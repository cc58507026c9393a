//! Row → move record transformation.
//!
//! Each row goes through a fixed sequence of checks; the first one that fails
//! decides the [`SkipReason`]. Some skips are expected (blank separator rows,
//! status moves, moves without fixed power) and carry no diagnostic, the rest
//! point at data that needs fixing in the spreadsheet.

use std::num::ParseIntError;

use movedex_core::{EntityId, MoveCategory, MoveRecord, MoveType};

use crate::columns::{ColumnLabels, NO_POWER, NOT_IMPLEMENTED, TARGET_DELIMITER};
use crate::roster::Roster;
use crate::rows::Row;

/// Why a row produced no move record.
#[derive(Debug, Clone, PartialEq, Eq)]
pub enum SkipReason {
    /// Empty move name (separator row).
    Blank,
    /// Marked as not implemented in the legacy column.
    NotImplemented { name: String },
    UnknownType { name: String, label: String },
    UnknownCategory { name: String, label: String },
    /// Status moves deal no damage and are left out on purpose.
    Status { name: String },
    /// Power cell is neither empty, `-`, nor an integer.
    InvalidPower { name: String, raw: String },
    /// No fixed power, or power of zero or less.
    NoPower { name: String },
}

impl SkipReason {
    /// Message for the operator, or `None` for expected exclusions.
    pub fn diagnostic(&self) -> Option<String> {
        match self {
            Self::UnknownType { name, label } => Some(format!("Unknown type for {name}: {label}")),
            Self::UnknownCategory { name, label } => {
                Some(format!("Unknown category for {name}: {label}"))
            }
            Self::InvalidPower { name, raw } => {
                Some(format!("Could not parse power for {name}: {raw}"))
            }
            Self::Blank | Self::NotImplemented { .. } | Self::Status { .. } | Self::NoPower { .. } => {
                None
            }
        }
    }
}

impl std::fmt::Display for SkipReason {
    fn fmt(&self, f: &mut std::fmt::Formatter<'_>) -> std::fmt::Result {
        match self {
            Self::Blank => write!(f, "blank"),
            Self::NotImplemented { name } => write!(f, "{name}: not implemented"),
            Self::UnknownType { name, label } => write!(f, "{name}: unknown type '{label}'"),
            Self::UnknownCategory { name, label } => {
                write!(f, "{name}: unknown category '{label}'")
            }
            Self::Status { name } => write!(f, "{name}: status move"),
            Self::InvalidPower { name, raw } => write!(f, "{name}: bad power '{raw}'"),
            Self::NoPower { name } => write!(f, "{name}: no fixed power"),
        }
    }
}

/// Result of transforming one row.
#[derive(Debug, Clone, PartialEq)]
pub enum RowOutcome {
    Emit {
        record: MoveRecord,
        /// Target names with no roster entry, in row order.
        unresolved: Vec<String>,
    },
    Skip(SkipReason),
}

impl RowOutcome {
    /// All operator-facing messages this row produced.
    pub fn diagnostics(&self) -> Vec<String> {
        match self {
            Self::Emit { record, unresolved } => unresolved
                .iter()
                .map(|target| unresolved_target_message(target, &record.name))
                .collect(),
            Self::Skip(reason) => reason.diagnostic().into_iter().collect(),
        }
    }

    pub fn record(&self) -> Option<&MoveRecord> {
        match self {
            Self::Emit { record, .. } => Some(record),
            Self::Skip(_) => None,
        }
    }
}

fn unresolved_target_message(target: &str, move_name: &str) -> String {
    format!("No roster id for {target} (move: {move_name})")
}

/// Parse a power cell.
///
/// Empty and `-` mean "no fixed power" and give `Ok(None)`. Anything else must
/// be an integer, optionally signed and padded with whitespace. Full-width
/// digits (`９０`) are accepted.
pub fn parse_power(raw: Option<&str>) -> Result<Option<i64>, ParseIntError> {
    match raw {
        None | Some("") | Some(NO_POWER) => Ok(None),
        Some(s) => s
            .trim()
            .chars()
            .map(to_ascii_digit)
            .collect::<String>()
            .parse()
            .map(Some),
    }
}

/// Fold full-width digits U+FF10..=U+FF19 to ASCII; other chars pass through.
fn to_ascii_digit(c: char) -> char {
    match c {
        '０'..='９' => char::from(b'0' + (c as u32 - '０' as u32) as u8),
        c => c,
    }
}

/// Split a targets cell into roster names.
///
/// Spaces, tabs and newlines are removed anywhere in the cell (the sheet wraps
/// long lists), then the rest is split on `、`. Empty pieces are dropped.
pub fn split_targets(raw: &str) -> Vec<String> {
    let cleaned: String = raw
        .chars()
        .filter(|c| !matches!(c, ' ' | '\t' | '\n'))
        .collect();
    cleaned
        .split(TARGET_DELIMITER)
        .filter(|t| !t.is_empty())
        .map(str::to_string)
        .collect()
}

/// Turns sheet rows into move records against a fixed roster and column layout.
pub struct Converter<'a> {
    roster: &'a Roster,
    columns: &'a ColumnLabels,
}

impl<'a> Converter<'a> {
    pub fn new(roster: &'a Roster, columns: &'a ColumnLabels) -> Self {
        Self { roster, columns }
    }

    /// Transform one row. Pure: logs nothing, touches no state.
    pub fn transform(&self, row: &Row) -> RowOutcome {
        let cols = self.columns;

        let name = match row.get(&cols.name) {
            Some(n) if !n.is_empty() => n.to_string(),
            _ => return RowOutcome::Skip(SkipReason::Blank),
        };

        if row.get(&cols.implemented) == Some(NOT_IMPLEMENTED) {
            return RowOutcome::Skip(SkipReason::NotImplemented { name });
        }

        let type_label = row.get(&cols.move_type).unwrap_or("");
        let Some(move_type) = MoveType::from_label(type_label) else {
            return RowOutcome::Skip(SkipReason::UnknownType {
                name,
                label: type_label.to_string(),
            });
        };

        let category_label = row.get(&cols.category).unwrap_or("");
        let Some(category) = MoveCategory::from_label(category_label) else {
            return RowOutcome::Skip(SkipReason::UnknownCategory {
                name,
                label: category_label.to_string(),
            });
        };

        if !category.is_damaging() {
            return RowOutcome::Skip(SkipReason::Status { name });
        }

        let raw_power = row.get(&cols.power);
        let power = match parse_power(raw_power) {
            Ok(Some(p)) if p > 0 => match u32::try_from(p) {
                Ok(p) => p,
                Err(_) => {
                    return RowOutcome::Skip(SkipReason::InvalidPower {
                        name,
                        raw: raw_power.unwrap_or("").to_string(),
                    });
                }
            },
            Ok(_) => return RowOutcome::Skip(SkipReason::NoPower { name }),
            Err(_) => {
                return RowOutcome::Skip(SkipReason::InvalidPower {
                    name,
                    raw: raw_power.unwrap_or("").to_string(),
                });
            }
        };

        let (targets, unresolved) = self.resolve_targets(row.get(&cols.targets).unwrap_or(""));

        RowOutcome::Emit {
            record: MoveRecord::new(name, move_type, category, power, targets),
            unresolved,
        }
    }

    fn resolve_targets(&self, raw: &str) -> (Vec<EntityId>, Vec<String>) {
        let mut targets = Vec::new();
        let mut unresolved = Vec::new();
        for target in split_targets(raw) {
            match self.roster.resolve(&target) {
                Some(id) => targets.push(id.clone()),
                None => unresolved.push(target),
            }
        }
        (targets, unresolved)
    }
}

#[cfg(test)]
#[path = "tests/transform_tests.rs"]
mod tests;
use owo_colors::OwoColorize;
use owo_colors::Stream::Stdout;

use movedex_core::{MoveCategory, MoveType};

pub(crate) fn run_tables() {
    log::info!("{}", "Types:".if_supports_color(Stdout, |t| t.bold()));
    for t in MoveType::all() {
        log::info!(
            "  {} → {}",
            t.label(),
            t.code().if_supports_color(Stdout, |s| s.cyan()),
        );
    }

    log::info!("");
    log::info!("{}", "Categories:".if_supports_color(Stdout, |t| t.bold()));
    for c in MoveCategory::all() {
        log::info!(
            "  {} → {}{}",
            c.label(),
            c.code().if_supports_color(Stdout, |s| s.cyan()),
            if c.is_damaging() {
                String::new()
            } else {
                format!(" {}", "(excluded)".if_supports_color(Stdout, |s| s.dimmed()))
            },
        );
    }
}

------------------------------------------------

## Exercise requirements
Check each line of the material above for the word "bold", then state how many lines hold it. Only the number.

## Solution to the problem
2